Adjunctive Therapies

  • Phototherapy (PUVA/NB-UVB): Beneficial for cutaneous lesions.
  • Pain Management: Lidocaine gels and systemic analgesics.
  • Nutritional Support: Avoiding spicy, acidic foods and ensuring a balanced diet.

Complications and Prognosis

If left untreated, erosive lichen planus can lead to severe complications:

  • Secondary Infections: Open ulcerations may be prone to bacterial or fungal infections.
  • Scarring: Chronic inflammation can cause permanent mucosal or cutaneous scarring.
  • Malignant Transformation: A small percentage of oral erosive lichen planus cases may progress to oral squamous cell carcinoma, necessitating regular monitoring.

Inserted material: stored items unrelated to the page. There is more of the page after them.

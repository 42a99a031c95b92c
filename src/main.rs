//! ftclient - Entry Point
//!
//! Lists files on, or fetches a file from, a two-channel file server.

use clap::Parser;
use log::info;
use std::process;

use ftclient::cli::{CliArgs, resolve_request};
use ftclient::config::ClientConfig;
use ftclient::console::{Console, StdConsole};
use ftclient::error::{ClientError, exit_code, handle_error};
use ftclient::session::Session;
use ftclient::utils::logging::setup_logging;

#[tokio::main(flavor = "current_thread")]
async fn main() {
    setup_logging();

    let args = CliArgs::parse();
    let mut console = StdConsole::new();

    if let Err(e) = run(&args, &mut console).await {
        handle_error(&e);
        match e {
            ClientError::ControlProtocol(ref message) => console.print(message),
            ref other => eprintln!("{}", other),
        }
        process::exit(exit_code(&e));
    }
}

async fn run(args: &CliArgs, console: &mut StdConsole) -> Result<(), ClientError> {
    let config = ClientConfig::load(args.config.as_deref())?;
    let request = resolve_request(args, &config, console).await?;

    info!("Starting session with {}:{}", request.host, request.control_port);
    let mut session = Session::new(request, config);
    session.run(console).await?;
    Ok(())
}
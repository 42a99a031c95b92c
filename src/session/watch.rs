//! Module `watch`
//!
//! The set of sockets a session waits on. Each handle sits in the slot for
//! its role, so readiness is reported already tagged with what became ready.

use log::{debug, warn};
use std::future::pending;
use std::io;
use std::net::SocketAddr;
use tokio::net::TcpStream;

use crate::error::ClientError;
use crate::protocol::ControlReply;
use crate::transfer::{ControlChannel, DataListener};

/// Role of a watched socket.
#[derive(Debug, Clone, Copy, PartialEq, Eq, Hash)]
pub enum Role {
    Control,
    Listener,
    Data,
}

/// One readiness event, tagged with the role of the socket it came from.
pub enum Readiness {
    /// A bounded read on the control connection completed.
    Control(Result<(ControlReply, usize), ClientError>),
    /// The listener accepted a connection.
    Listener(Result<(TcpStream, SocketAddr), ClientError>),
    /// The data connection has bytes or end-of-stream to read.
    Data(io::Result<()>),
    /// Nothing is being watched.
    Idle,
}

/// Sockets owned by a running session.
///
/// Dropping a slot closes its socket.
pub struct WatchSet {
    control: Option<ControlChannel>,
    listener: Option<DataListener>,
    data: Option<TcpStream>,
}

impl WatchSet {
    pub fn new(control: ControlChannel, listener: DataListener) -> Self {
        Self {
            control: Some(control),
            listener: Some(listener),
            data: None,
        }
    }

    /// Returns whether a socket with `role` is being watched.
    pub fn is_watching(&self, role: Role) -> bool {
        match role {
            Role::Control => self.control.is_some(),
            Role::Listener => self.listener.is_some(),
            Role::Data => self.data.is_some(),
        }
    }

    /// Roles currently watched, in the order they are checked.
    pub fn roles(&self) -> Vec<Role> {
        [Role::Control, Role::Listener, Role::Data]
            .into_iter()
            .filter(|role| self.is_watching(*role))
            .collect()
    }

    /// Stops watching `role` and closes its socket.
    pub fn close(&mut self, role: Role) {
        let closed = match role {
            Role::Control => self.control.take().is_some(),
            Role::Listener => self.listener.take().is_some(),
            Role::Data => self.data.take().is_some(),
        };
        if closed {
            debug!("Closed {:?} socket", role);
        }
    }

    /// Adds the accepted data connection.
    ///
    /// A session has one data connection; a second one is closed immediately.
    pub fn attach_data(&mut self, stream: TcpStream) {
        if self.data.is_some() {
            warn!("Ignoring extra data connection");
            return;
        }
        self.data = Some(stream);
    }

    pub fn control_mut(&mut self) -> Option<&mut ControlChannel> {
        self.control.as_mut()
    }

    pub fn data_mut(&mut self) -> Option<&mut TcpStream> {
        self.data.as_mut()
    }

    /// Waits until at least one watched socket is ready.
    ///
    /// Control readiness wins when several sockets are ready at once, so a
    /// server error is never hidden behind a data connection.
    pub async fn wait(&mut self, buf: &mut [u8]) -> Readiness {
        if self.roles().is_empty() {
            return Readiness::Idle;
        }

        let WatchSet {
            control,
            listener,
            data,
        } = self;

        tokio::select! {
            biased;
            reply = control_ready(control, buf) => Readiness::Control(reply),
            accepted = listener_ready(listener) => Readiness::Listener(accepted),
            ready = data_ready(data) => Readiness::Data(ready),
        }
    }
}

async fn control_ready(
    control: &mut Option<ControlChannel>,
    buf: &mut [u8],
) -> Result<(ControlReply, usize), ClientError> {
    match control {
        Some(channel) => channel.receive_reply(buf).await,
        None => pending().await,
    }
}

async fn listener_ready(
    listener: &Option<DataListener>,
) -> Result<(TcpStream, SocketAddr), ClientError> {
    match listener {
        Some(listener) => listener.accept().await,
        None => pending().await,
    }
}

async fn data_ready(data: &Option<TcpStream>) -> io::Result<()> {
    match data {
        Some(stream) => stream.readable().await,
        None => pending().await,
    }
}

Preventive Measures and Lifestyle Adjustments

While there is no guaranteed prevention, certain lifestyle adjustments can help reduce flare-ups:

  • Maintain Oral Hygiene: Regular dental check-ups and non-irritating oral care products.
  • Avoid Known Triggers: Identify and eliminate potential aggravating factors such as certain foods, stress, or medications.
  • Stress Management: Mindfulness, relaxation techniques, and counseling may help prevent exacerbations.
  • Regular Follow-ups: Monitoring for signs of malignancy and ensuring effective symptom management.